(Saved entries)
╭──

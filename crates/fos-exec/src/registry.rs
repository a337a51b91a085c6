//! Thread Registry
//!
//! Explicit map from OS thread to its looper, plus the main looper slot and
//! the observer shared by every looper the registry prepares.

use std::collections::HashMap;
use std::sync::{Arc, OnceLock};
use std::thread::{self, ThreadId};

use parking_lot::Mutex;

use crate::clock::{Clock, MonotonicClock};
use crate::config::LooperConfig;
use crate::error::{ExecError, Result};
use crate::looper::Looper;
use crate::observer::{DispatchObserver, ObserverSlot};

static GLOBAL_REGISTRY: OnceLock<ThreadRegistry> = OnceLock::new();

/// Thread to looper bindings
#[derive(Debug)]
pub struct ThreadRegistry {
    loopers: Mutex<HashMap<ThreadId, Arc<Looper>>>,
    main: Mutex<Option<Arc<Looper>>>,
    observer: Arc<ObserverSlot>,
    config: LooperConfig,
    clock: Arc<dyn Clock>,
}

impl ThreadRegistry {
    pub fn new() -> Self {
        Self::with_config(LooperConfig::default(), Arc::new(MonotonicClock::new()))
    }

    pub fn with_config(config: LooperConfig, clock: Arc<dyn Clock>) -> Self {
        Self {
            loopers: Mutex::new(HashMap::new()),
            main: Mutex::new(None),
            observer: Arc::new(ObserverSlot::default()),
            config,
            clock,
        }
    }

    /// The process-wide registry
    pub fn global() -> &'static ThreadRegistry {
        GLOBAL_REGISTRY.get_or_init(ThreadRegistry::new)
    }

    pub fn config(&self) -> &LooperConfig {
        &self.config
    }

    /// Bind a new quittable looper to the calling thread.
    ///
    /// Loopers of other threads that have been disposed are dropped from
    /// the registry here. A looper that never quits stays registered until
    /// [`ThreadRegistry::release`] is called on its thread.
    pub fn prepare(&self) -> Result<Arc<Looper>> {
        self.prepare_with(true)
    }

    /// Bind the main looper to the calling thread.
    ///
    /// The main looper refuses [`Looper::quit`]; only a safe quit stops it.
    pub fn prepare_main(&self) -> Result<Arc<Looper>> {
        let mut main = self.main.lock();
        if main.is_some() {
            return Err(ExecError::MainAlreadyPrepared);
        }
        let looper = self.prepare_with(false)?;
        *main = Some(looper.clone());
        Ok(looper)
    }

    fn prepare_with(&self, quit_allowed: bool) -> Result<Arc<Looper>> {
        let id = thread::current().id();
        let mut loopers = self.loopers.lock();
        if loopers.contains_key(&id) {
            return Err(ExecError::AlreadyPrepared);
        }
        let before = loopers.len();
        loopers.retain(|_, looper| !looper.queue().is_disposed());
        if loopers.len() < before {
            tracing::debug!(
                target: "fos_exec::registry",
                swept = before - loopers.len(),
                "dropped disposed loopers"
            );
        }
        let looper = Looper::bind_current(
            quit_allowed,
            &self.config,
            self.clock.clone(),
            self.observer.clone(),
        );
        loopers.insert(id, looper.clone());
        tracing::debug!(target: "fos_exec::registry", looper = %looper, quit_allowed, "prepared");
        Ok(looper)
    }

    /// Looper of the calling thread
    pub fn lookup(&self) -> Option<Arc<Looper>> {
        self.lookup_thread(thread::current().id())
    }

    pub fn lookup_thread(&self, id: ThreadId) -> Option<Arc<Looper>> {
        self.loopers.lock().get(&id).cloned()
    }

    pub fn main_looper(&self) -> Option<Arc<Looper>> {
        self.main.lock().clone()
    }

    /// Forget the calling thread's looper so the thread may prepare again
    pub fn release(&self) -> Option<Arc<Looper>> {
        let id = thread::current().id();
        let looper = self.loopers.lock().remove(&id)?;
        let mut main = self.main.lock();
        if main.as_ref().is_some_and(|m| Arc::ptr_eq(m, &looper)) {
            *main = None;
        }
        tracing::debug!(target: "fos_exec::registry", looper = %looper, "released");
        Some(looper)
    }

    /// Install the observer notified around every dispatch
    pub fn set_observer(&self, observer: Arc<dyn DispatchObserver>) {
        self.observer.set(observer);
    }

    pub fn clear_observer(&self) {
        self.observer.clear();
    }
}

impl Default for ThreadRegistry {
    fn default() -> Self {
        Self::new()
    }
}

╰──

**Task to carry out**
Begin with the line that contains "pub fn lookup(&self)" and end with the last line of the records; set down every line in that span exactly, and nothing else.

**Completed exercise**
    pub fn lookup(&self) -> Option<Arc<Looper>> {
        self.lookup_thread(thread::current().id())
    }

    pub fn lookup_thread(&self, id: ThreadId) -> Option<Arc<Looper>> {
        self.loopers.lock().get(&id).cloned()
    }

    pub fn main_looper(&self) -> Option<Arc<Looper>> {
        self.main.lock().clone()
    }

    /// Forget the calling thread's looper so the thread may prepare again
    pub fn release(&self) -> Option<Arc<Looper>> {
        let id = thread::current().id();
        let looper = self.loopers.lock().remove(&id)?;
        let mut main = self.main.lock();
        if main.as_ref().is_some_and(|m| Arc::ptr_eq(m, &looper)) {
            *main = None;
        }
        tracing::debug!(target: "fos_exec::registry", looper = %looper, "released");
        Some(looper)
    }

    /// Install the observer notified around every dispatch
    pub fn set_observer(&self, observer: Arc<dyn DispatchObserver>) {
        self.observer.set(observer);
    }

    pub fn clear_observer(&self) {
        self.observer.clear();
    }
}

impl Default for ThreadRegistry {
    fn default() -> Self {
        Self::new()
    }
}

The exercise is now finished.